Task brief:
All of the data that follows should be output again without any alteration.

--- Supplied records ---

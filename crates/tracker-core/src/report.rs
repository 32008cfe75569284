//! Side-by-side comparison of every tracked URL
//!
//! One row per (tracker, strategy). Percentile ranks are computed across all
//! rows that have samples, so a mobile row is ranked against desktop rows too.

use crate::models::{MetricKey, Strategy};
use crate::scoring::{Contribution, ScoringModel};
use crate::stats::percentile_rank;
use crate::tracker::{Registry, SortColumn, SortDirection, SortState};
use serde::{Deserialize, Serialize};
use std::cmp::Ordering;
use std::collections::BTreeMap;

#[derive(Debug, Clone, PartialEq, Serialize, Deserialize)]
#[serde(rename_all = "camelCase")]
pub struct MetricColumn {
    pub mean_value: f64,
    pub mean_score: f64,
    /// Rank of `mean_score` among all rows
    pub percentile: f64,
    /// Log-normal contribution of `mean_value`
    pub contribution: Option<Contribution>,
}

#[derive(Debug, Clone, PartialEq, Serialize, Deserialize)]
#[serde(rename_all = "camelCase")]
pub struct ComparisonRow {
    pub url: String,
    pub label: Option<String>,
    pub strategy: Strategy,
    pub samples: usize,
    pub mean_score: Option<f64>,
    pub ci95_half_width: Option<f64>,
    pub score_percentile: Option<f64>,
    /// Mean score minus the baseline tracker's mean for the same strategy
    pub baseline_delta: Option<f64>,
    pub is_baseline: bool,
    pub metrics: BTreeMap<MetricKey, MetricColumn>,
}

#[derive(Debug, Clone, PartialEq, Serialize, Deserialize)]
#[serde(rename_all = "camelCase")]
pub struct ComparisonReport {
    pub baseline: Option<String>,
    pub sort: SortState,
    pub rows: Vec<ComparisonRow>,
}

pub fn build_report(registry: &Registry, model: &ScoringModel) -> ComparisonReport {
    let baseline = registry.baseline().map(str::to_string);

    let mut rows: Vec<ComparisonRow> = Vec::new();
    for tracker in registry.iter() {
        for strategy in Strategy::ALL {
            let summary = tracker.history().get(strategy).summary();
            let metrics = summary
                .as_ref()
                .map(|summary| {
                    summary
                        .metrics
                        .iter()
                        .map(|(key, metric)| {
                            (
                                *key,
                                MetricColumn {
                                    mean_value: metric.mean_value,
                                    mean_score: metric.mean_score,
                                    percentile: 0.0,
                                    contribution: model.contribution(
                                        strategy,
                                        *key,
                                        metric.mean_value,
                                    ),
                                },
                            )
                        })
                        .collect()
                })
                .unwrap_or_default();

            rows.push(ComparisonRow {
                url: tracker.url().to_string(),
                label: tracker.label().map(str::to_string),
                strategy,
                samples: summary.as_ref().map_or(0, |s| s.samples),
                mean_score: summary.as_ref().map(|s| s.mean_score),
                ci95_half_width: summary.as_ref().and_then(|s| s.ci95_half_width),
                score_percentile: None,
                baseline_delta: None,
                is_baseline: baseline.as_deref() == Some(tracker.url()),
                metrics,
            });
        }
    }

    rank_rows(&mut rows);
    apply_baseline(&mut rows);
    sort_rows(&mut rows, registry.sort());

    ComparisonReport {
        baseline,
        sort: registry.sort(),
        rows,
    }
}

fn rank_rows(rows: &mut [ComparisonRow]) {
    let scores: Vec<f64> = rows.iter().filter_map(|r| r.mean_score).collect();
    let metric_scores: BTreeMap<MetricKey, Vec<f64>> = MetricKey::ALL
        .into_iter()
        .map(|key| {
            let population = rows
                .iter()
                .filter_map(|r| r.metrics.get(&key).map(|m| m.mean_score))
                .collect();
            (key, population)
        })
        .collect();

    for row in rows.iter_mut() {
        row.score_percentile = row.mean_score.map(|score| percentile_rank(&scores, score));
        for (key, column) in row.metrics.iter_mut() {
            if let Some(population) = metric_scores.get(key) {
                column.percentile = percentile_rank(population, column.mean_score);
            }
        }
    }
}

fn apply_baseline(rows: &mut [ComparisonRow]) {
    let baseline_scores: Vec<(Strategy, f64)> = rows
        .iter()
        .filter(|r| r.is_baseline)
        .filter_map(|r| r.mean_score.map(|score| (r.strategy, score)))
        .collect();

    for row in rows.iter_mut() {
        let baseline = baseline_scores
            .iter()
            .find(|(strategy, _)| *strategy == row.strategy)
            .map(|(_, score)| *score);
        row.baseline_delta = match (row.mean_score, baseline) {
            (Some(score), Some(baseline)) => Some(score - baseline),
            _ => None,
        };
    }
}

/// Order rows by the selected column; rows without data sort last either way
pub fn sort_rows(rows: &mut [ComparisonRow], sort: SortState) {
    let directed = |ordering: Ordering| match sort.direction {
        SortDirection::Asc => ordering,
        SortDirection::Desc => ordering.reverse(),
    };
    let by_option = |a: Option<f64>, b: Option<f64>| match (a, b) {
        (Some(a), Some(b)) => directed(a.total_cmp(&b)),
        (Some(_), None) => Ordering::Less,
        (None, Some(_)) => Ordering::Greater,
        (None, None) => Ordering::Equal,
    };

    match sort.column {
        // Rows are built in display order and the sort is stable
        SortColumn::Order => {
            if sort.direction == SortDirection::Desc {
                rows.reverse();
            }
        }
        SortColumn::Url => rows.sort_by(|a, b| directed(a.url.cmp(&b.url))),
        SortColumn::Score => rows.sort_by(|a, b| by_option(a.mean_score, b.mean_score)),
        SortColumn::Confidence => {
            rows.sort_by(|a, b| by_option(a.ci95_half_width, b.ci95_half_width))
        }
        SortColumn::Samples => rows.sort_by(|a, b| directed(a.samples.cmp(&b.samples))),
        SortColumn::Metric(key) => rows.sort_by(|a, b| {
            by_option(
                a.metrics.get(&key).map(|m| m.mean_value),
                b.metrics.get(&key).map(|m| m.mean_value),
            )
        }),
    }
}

---

Finished exercise:
filename crates/tracker-core/src/report.rs
repository 32008cfe75569284
//! Side-by-side comparison of every tracked URL
//!
//! One row per (tracker, strategy). Percentile ranks are computed across all
//! rows that have samples, so a mobile row is ranked against desktop rows too.

use crate::models::{MetricKey, Strategy};
use crate::scoring::{Contribution, ScoringModel};
use crate::stats::percentile_rank;
use crate::tracker::{Registry, SortColumn, SortDirection, SortState};
use serde::{Deserialize, Serialize};
use std::cmp::Ordering;
use std::collections::BTreeMap;

#[derive(Debug, Clone, PartialEq, Serialize, Deserialize)]
#[serde(rename_all = "camelCase")]
pub struct MetricColumn {
    pub mean_value: f64,
    pub mean_score: f64,
    /// Rank of `mean_score` among all rows
    pub percentile: f64,
    /// Log-normal contribution of `mean_value`
    pub contribution: Option<Contribution>,
}

#[derive(Debug, Clone, PartialEq, Serialize, Deserialize)]
#[serde(rename_all = "camelCase")]
pub struct ComparisonRow {
    pub url: String,
    pub label: Option<String>,
    pub strategy: Strategy,
    pub samples: usize,
    pub mean_score: Option<f64>,
    pub ci95_half_width: Option<f64>,
    pub score_percentile: Option<f64>,
    /// Mean score minus the baseline tracker's mean for the same strategy
    pub baseline_delta: Option<f64>,
    pub is_baseline: bool,
    pub metrics: BTreeMap<MetricKey, MetricColumn>,
}

#[derive(Debug, Clone, PartialEq, Serialize, Deserialize)]
#[serde(rename_all = "camelCase")]
pub struct ComparisonReport {
    pub baseline: Option<String>,
    pub sort: SortState,
    pub rows: Vec<ComparisonRow>,
}

pub fn build_report(registry: &Registry, model: &ScoringModel) -> ComparisonReport {
    let baseline = registry.baseline().map(str::to_string);

    let mut rows: Vec<ComparisonRow> = Vec::new();
    for tracker in registry.iter() {
        for strategy in Strategy::ALL {
            let summary = tracker.history().get(strategy).summary();
            let metrics = summary
                .as_ref()
                .map(|summary| {
                    summary
                        .metrics
                        .iter()
                        .map(|(key, metric)| {
                            (
                                *key,
                                MetricColumn {
                                    mean_value: metric.mean_value,
                                    mean_score: metric.mean_score,
                                    percentile: 0.0,
                                    contribution: model.contribution(
                                        strategy,
                                        *key,
                                        metric.mean_value,
                                    ),
                                },
                            )
                        })
                        .collect()
                })
                .unwrap_or_default();

            rows.push(ComparisonRow {
                url: tracker.url().to_string(),
                label: tracker.label().map(str::to_string),
                strategy,
                samples: summary.as_ref().map_or(0, |s| s.samples),
                mean_score: summary.as_ref().map(|s| s.mean_score),
                ci95_half_width: summary.as_ref().and_then(|s| s.ci95_half_width),
                score_percentile: None,
                baseline_delta: None,
                is_baseline: baseline.as_deref() == Some(tracker.url()),
                metrics,
            });
        }
    }

    rank_rows(&mut rows);
    apply_baseline(&mut rows);
    sort_rows(&mut rows, registry.sort());

    ComparisonReport {
        baseline,
        sort: registry.sort(),
        rows,
    }
}

fn rank_rows(rows: &mut [ComparisonRow]) {
    let scores: Vec<f64> = rows.iter().filter_map(|r| r.mean_score).collect();
    let metric_scores: BTreeMap<MetricKey, Vec<f64>> = MetricKey::ALL
        .into_iter()
        .map(|key| {
            let population = rows
                .iter()
                .filter_map(|r| r.metrics.get(&key).map(|m| m.mean_score))
                .collect();
            (key, population)
        })
        .collect();

    for row in rows.iter_mut() {
        row.score_percentile = row.mean_score.map(|score| percentile_rank(&scores, score));
        for (key, column) in row.metrics.iter_mut() {
            if let Some(population) = metric_scores.get(key) {
                column.percentile = percentile_rank(population, column.mean_score);
            }
        }
    }
}

fn apply_baseline(rows: &mut [ComparisonRow]) {
    let baseline_scores: Vec<(Strategy, f64)> = rows
        .iter()
        .filter(|r| r.is_baseline)
        .filter_map(|r| r.mean_score.map(|score| (r.strategy, score)))
        .collect();

    for row in rows.iter_mut() {
        let baseline = baseline_scores
            .iter()
            .find(|(strategy, _)| *strategy == row.strategy)
            .map(|(_, score)| *score);
        row.baseline_delta = match (row.mean_score, baseline) {
            (Some(score), Some(baseline)) => Some(score - baseline),
            _ => None,
        };
    }
}

/// Order rows by the selected column; rows without data sort last either way
pub fn sort_rows(rows: &mut [ComparisonRow], sort: SortState) {
    let directed = |ordering: Ordering| match sort.direction {
        SortDirection::Asc => ordering,
        SortDirection::Desc => ordering.reverse(),
    };
    let by_option = |a: Option<f64>, b: Option<f64>| match (a, b) {
        (Some(a), Some(b)) => directed(a.total_cmp(&b)),
        (Some(_), None) => Ordering::Less,
        (None, Some(_)) => Ordering::Greater,
        (None, None) => Ordering::Equal,
    };

    match sort.column {
        // Rows are built in display order and the sort is stable
        SortColumn::Order => {
            if sort.direction == SortDirection::Desc {
                rows.reverse();
            }
        }
        SortColumn::Url => rows.sort_by(|a, b| directed(a.url.cmp(&b.url))),
        SortColumn::Score => rows.sort_by(|a, b| by_option(a.mean_score, b.mean_score)),
        SortColumn::Confidence => {
            rows.sort_by(|a, b| by_option(a.ci95_half_width, b.ci95_half_width))
        }
        SortColumn::Samples => rows.sort_by(|a, b| directed(a.samples.cmp(&b.samples))),
        SortColumn::Metric(key) => rows.sort_by(|a, b| {
            by_option(
                a.metrics.get(&key).map(|m| m.mean_value),
                b.metrics.get(&key).map(|m| m.mean_value),
            )
        }),
    }
}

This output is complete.